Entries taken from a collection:
○ ○ ○ ○
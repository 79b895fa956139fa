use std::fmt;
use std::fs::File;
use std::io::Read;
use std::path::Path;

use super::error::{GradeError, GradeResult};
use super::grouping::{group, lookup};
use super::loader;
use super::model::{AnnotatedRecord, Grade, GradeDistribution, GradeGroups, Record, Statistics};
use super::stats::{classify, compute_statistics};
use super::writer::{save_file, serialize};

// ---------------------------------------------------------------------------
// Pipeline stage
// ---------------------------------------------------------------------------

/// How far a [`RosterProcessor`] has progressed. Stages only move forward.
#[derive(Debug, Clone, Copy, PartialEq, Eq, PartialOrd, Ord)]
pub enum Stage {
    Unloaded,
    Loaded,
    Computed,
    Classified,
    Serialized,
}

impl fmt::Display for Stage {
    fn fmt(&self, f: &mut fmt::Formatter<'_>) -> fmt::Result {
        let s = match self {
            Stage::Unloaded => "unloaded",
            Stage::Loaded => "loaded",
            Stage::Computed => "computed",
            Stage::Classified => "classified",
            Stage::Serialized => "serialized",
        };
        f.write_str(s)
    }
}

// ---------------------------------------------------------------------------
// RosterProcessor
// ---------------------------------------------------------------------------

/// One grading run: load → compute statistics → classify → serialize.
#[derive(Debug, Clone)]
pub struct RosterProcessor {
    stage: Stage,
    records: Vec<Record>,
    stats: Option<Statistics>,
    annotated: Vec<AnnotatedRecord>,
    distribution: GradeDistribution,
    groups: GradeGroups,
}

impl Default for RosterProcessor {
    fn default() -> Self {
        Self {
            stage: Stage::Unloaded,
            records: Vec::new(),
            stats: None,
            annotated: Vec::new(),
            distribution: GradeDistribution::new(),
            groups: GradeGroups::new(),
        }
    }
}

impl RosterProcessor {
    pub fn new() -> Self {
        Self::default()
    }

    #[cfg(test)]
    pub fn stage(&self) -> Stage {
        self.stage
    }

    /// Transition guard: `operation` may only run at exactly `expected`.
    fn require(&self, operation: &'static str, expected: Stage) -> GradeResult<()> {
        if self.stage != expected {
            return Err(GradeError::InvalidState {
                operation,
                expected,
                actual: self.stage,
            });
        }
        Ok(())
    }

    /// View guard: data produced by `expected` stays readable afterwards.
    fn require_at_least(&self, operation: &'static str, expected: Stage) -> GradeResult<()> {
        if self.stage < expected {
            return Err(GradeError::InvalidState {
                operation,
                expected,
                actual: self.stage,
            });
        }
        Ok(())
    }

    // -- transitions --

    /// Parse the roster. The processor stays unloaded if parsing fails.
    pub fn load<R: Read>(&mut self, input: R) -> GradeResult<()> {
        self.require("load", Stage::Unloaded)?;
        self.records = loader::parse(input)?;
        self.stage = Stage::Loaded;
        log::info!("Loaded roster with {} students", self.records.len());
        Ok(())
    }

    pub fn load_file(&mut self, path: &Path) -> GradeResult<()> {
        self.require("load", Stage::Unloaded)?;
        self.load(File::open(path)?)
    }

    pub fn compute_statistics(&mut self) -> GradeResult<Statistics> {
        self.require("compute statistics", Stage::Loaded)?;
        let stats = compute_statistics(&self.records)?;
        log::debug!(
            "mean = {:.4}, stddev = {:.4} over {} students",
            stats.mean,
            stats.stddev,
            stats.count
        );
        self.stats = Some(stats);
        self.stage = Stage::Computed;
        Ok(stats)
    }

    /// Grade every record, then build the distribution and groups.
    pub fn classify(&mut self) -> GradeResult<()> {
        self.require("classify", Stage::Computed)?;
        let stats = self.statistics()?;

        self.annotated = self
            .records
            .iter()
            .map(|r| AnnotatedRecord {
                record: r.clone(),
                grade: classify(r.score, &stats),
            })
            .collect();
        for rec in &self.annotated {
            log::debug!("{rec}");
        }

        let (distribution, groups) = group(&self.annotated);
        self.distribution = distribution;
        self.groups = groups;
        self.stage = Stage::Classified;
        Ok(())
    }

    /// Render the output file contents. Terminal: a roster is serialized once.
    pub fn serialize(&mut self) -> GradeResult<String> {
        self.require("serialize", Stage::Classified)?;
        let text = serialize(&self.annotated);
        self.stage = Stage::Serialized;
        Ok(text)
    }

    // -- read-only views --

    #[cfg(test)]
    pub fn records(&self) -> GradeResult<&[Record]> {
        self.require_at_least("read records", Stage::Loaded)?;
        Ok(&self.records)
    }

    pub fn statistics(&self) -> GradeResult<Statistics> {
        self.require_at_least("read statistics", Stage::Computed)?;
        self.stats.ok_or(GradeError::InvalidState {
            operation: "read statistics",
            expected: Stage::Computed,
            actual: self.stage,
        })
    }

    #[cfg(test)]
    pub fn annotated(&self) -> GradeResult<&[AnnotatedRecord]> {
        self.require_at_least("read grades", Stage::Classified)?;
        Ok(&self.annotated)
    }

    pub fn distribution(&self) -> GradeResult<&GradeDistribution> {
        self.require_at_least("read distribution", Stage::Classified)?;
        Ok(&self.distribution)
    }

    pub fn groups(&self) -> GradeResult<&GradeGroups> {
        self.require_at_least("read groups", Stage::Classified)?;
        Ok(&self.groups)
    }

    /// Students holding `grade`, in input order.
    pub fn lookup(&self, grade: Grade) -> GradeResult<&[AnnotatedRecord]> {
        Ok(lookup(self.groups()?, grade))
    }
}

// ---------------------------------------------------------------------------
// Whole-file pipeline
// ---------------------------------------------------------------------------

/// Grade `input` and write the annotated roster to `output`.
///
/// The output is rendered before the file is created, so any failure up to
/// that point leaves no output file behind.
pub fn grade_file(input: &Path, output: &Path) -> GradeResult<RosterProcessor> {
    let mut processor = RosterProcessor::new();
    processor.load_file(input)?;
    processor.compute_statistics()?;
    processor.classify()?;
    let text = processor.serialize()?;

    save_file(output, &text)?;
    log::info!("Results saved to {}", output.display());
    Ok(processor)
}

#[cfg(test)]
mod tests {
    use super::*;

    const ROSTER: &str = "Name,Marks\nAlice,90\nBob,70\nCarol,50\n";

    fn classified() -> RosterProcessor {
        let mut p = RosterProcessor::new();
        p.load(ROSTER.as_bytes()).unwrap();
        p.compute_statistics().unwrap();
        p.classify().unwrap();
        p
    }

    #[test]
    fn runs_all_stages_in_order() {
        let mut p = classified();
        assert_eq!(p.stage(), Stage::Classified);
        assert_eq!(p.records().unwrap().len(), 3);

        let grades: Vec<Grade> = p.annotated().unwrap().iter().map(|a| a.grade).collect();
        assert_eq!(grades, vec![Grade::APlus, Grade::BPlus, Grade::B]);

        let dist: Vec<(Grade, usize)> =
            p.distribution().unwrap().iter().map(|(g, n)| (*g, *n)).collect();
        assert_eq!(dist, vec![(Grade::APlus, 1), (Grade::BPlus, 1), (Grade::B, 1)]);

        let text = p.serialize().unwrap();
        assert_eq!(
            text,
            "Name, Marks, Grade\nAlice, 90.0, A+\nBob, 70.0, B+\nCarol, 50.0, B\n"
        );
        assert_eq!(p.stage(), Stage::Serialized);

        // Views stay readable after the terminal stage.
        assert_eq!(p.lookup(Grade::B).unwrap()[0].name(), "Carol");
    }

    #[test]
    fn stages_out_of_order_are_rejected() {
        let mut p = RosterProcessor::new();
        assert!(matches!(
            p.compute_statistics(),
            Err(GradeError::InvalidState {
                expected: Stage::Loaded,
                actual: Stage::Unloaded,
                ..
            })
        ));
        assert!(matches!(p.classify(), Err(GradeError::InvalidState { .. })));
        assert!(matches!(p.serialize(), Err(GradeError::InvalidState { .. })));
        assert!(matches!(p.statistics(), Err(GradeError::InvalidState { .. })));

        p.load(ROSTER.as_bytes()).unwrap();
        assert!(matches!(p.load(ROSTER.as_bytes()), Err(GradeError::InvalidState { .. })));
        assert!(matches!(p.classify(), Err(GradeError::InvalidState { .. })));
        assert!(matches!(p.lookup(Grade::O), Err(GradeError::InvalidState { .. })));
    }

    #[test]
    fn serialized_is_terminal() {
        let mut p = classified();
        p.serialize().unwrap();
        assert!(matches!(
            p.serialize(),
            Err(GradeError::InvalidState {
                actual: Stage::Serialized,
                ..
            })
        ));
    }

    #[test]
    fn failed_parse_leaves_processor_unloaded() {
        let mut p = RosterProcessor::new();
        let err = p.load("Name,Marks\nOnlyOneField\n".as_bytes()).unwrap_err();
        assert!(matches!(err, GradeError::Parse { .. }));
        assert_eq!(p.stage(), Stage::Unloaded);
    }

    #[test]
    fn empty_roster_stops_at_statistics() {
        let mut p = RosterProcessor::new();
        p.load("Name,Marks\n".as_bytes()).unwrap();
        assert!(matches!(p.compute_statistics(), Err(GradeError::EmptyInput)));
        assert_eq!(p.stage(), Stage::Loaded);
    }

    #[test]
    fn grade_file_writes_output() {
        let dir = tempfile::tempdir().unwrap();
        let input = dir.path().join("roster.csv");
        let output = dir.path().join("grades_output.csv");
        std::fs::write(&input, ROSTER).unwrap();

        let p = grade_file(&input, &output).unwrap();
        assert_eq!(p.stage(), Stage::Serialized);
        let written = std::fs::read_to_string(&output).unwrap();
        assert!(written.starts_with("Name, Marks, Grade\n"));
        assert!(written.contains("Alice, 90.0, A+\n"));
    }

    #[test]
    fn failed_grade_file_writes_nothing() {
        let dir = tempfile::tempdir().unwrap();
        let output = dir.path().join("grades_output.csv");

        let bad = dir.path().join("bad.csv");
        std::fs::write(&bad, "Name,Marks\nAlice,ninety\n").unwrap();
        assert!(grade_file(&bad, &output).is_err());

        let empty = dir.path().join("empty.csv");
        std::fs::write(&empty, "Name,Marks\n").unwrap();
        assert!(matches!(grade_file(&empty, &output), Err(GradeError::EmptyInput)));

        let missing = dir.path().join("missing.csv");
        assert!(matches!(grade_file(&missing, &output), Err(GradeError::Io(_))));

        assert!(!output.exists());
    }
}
○ ○ ○ ○
Task instructions
Going back over the entries above, copy word for word every line from the one that has "if self.stage != expected" on through the one that has "stays readable afterwards.".

Response to the task
        if self.stage != expected {
            return Err(GradeError::InvalidState {
                operation,
                expected,
                actual: self.stage,
            });
        }
        Ok(())
    }

    /// View guard: data produced by `expected` stays readable afterwards.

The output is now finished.